Tepat 25 tahun sejak perseteruan Alain Prost dan Ayrton Senna, pemerhati balap jet darat
kembali diingatkan kasus yang kontroversial tersebut.
Adrenalin mereka semakin tinggi untuk membuktikan siapa yang bisa mempersembahkan gelar pertama kali buat timnya. Kondisi pun memanas meski tim menyebut konflik yang terjadi masih dalam batas normal. Akankah ini kelanjutan dari perseteruan rekan setim yang dialami Senna dan Prost pada 1989?
Memanasnya hubungan ini bisa berujung fatal jika kedua pembalap lepas kontrol dan menjurus pada persaingan keras.
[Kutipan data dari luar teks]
//! DripHub Core - Shared domain types.
//!
//! This crate provides the types used across all DripHub components:
//! - `storefront` - Client library (cart, session, routing, API client)
//! - `cli` - Command-line driver for the storefront library
//!
//! # Architecture
//!
//! The core crate contains only types - no I/O, no storage access,
//! no HTTP clients. This keeps it lightweight and allows it to be used anywhere.
//!
//! # Modules
//!
//! - [`types`] - Newtype wrappers for ids, prices and emails, plus products,
//!   line items and user profiles

#![cfg_attr(not(test), forbid(unsafe_code))]

pub mod types;

pub use types::*;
Maklum, tim Mercedes dan pembalapnya difavoritkan menjadi juara dunia. Untuk itu, menjelang GP Bahrain, April lalu, keduanya dipanggil ke hadapan Niki Lauda, direktur eksekutif Totto Wolff dan direktur teknik Paddy Lowe. Intinya, Wolff ingin kedua pembalap bersikap adil. Jadi, meski sedang berada di depan, jika tiba-tiba ada masalah, mereka tahu harus berbuat apa.
Toto Wolff sudah punya solusi untuk meredakan konflik
Perseteruan keduanya mencuat sejak GP Malaysia 2013. Rosberg yang merasa lebih kencang dan berada dekat di belakang Hamilton, meminta izin pada tim untuk menyalip, namun tidak dibolehkan. Hamilton pun finish ketiga, podium pertamanya untuk tim Mercedes.
Bagi Rosberg mungkin ini sebuah sandungan. Ia membela tim Silver Arrow sejak 2010 dan mendapat saingan sejak Hamilton bergabung tahun lalu. Tak heran, hampir di setiap event musim ini, selalu saja ada kabar ketidakharmonisan hubungan mereka. Keduanya mengklaim sebagai yang terkencang dan perseteruannya kini kian transparan. "Intensitas hubungan mereka masih normal. Mereka berdua tengah bekompetisi meraih gelar juara dunia. Filosofi balap Mercedes adalah memungkinkan pembalap kami bersaing. Biarkan mereka bermain dengan mainannya, kecuali mereka melanggarnya," tukas Wolff.
Jelas, situasi ini sangat menegangkan saat lomba. "Tetapi mereka tahu kita tidak akan mentolerir kejadian apapun. Ini adalah kerja, bukan liburan, pembalap harus bekerja dengan dan terutama untuk tim," imbuhnya.
Nah, bicara tentang bekerja untuk tim, ini mengingatkan kita kembali pada praktik team order yang sudah jadi bagian di arena motorsport atau di F1. Seperti era ‘80 dan ‘90-an saat manajemen tim masih terbuka, mereka dapat mengatur pembalapnya. Bahkan ada istilah pembalap pertama dan kedua.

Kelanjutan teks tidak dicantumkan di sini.